Home Politic Pertanian. Di pameran tersebut, para petani tak henti-hentinya menyampaikan berbagai tuntutan mereka

Pertanian. Di pameran tersebut, para petani tak henti-hentinya menyampaikan berbagai tuntutan mereka

4
0


Setiap musim dingin terjadi kemarahan pertanian, tindakan yang dijanjikan oleh pemerintah. Menyusul kedatangan traktor dari Koordinasi Pedesaan dan kemudian FNSEA di Paris pada awal Januari, Perdana Menteri, Sébastien Lecornu, menjanjikan undang-undang pertanian darurat yang akan “dipilih di parlemen sebelum musim panas” dan akan membahas tiga prioritas: air, pemangsaan, dan alat produksi. Ini akan dirinci di Pertunjukan, pada akhirnya akan terjadi setelah itu. Menurut serikat pekerja, hal ini harus diserahkan kepada Dewan Menteri pada bulan Maret. RUU tersebut dimasukkan ke dalam agenda Senat untuk pembacaan pertama pada bulan Juni dan dapat diajukan ke Majelis Umum pada bulan Oktober.

Itu untuk kalender. Sekarang kita harus menunggu dan melihat apa yang ada di dalamnya. Dan di sana, misteri… “Kami bahkan tidak memiliki kerangka kerjanya,” kata Arnaud Rousseau, presiden FNSEA. Oleh karena itu, serikat pekerja pertanian berharap Salon akan menyampaikan keluhan mereka kepada pemerintah.

Di pihak FNSEA, daftarnya panjang. Pertama, dimasukkannya prinsip-prinsip kedaulatan pertanian dan non-regresi produksi pertanian dalam Kode Pedesaan.

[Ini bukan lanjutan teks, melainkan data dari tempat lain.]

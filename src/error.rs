//! Error types for the resampling kernel
//!
//! Every failure here is a caller contract violation. They are detected
//! once, before any output is written.

use thiserror::Error;

#[derive(Debug, Clone, PartialEq, Eq, Error)]
pub enum ResampleError {
    /// The curved detector has no columns to sample from
    #[error("curved detector must have at least one column")]
    EmptyDetector,

    #[error("volume extent overflows: {projections} x {rows} x {columns}")]
    ShapeOverflow {
        projections: usize,
        rows: usize,
        columns: usize,
    },

    #[error("curved volume length mismatch: expected {expected}, got {actual}")]
    CurvedLengthMismatch { expected: usize, actual: usize },

    #[error("flat volume length mismatch: expected {expected}, got {actual}")]
    OutputLengthMismatch { expected: usize, actual: usize },

    #[error("volume length mismatch: expected {expected}, got {actual}")]
    LengthMismatch { expected: usize, actual: usize },
}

Serikat pekerja juga menyerukan peningkatan penyimpanan air dan prioritas penggunaan pertanian sebagai air minum, “untuk memungkinkan petani mempertahankan diri” di atas ambang batas kelangsungan hidup 500 serigala, atau untuk “memiliki hak untuk menggunakan produk fitosanitasi yang sama dengan pesaing Eropa,” kata Luc Smessaert, wakil presiden FNSEA.

“Kita harus mengurangi batasan akses terhadap air, menyederhanakan standar dan penggunaan, serta memberikan alat produksi yang sama seperti negara-negara Eropa lainnya,” kata François Walraet, Sekretaris Jenderal Koordinasi Pedesaan.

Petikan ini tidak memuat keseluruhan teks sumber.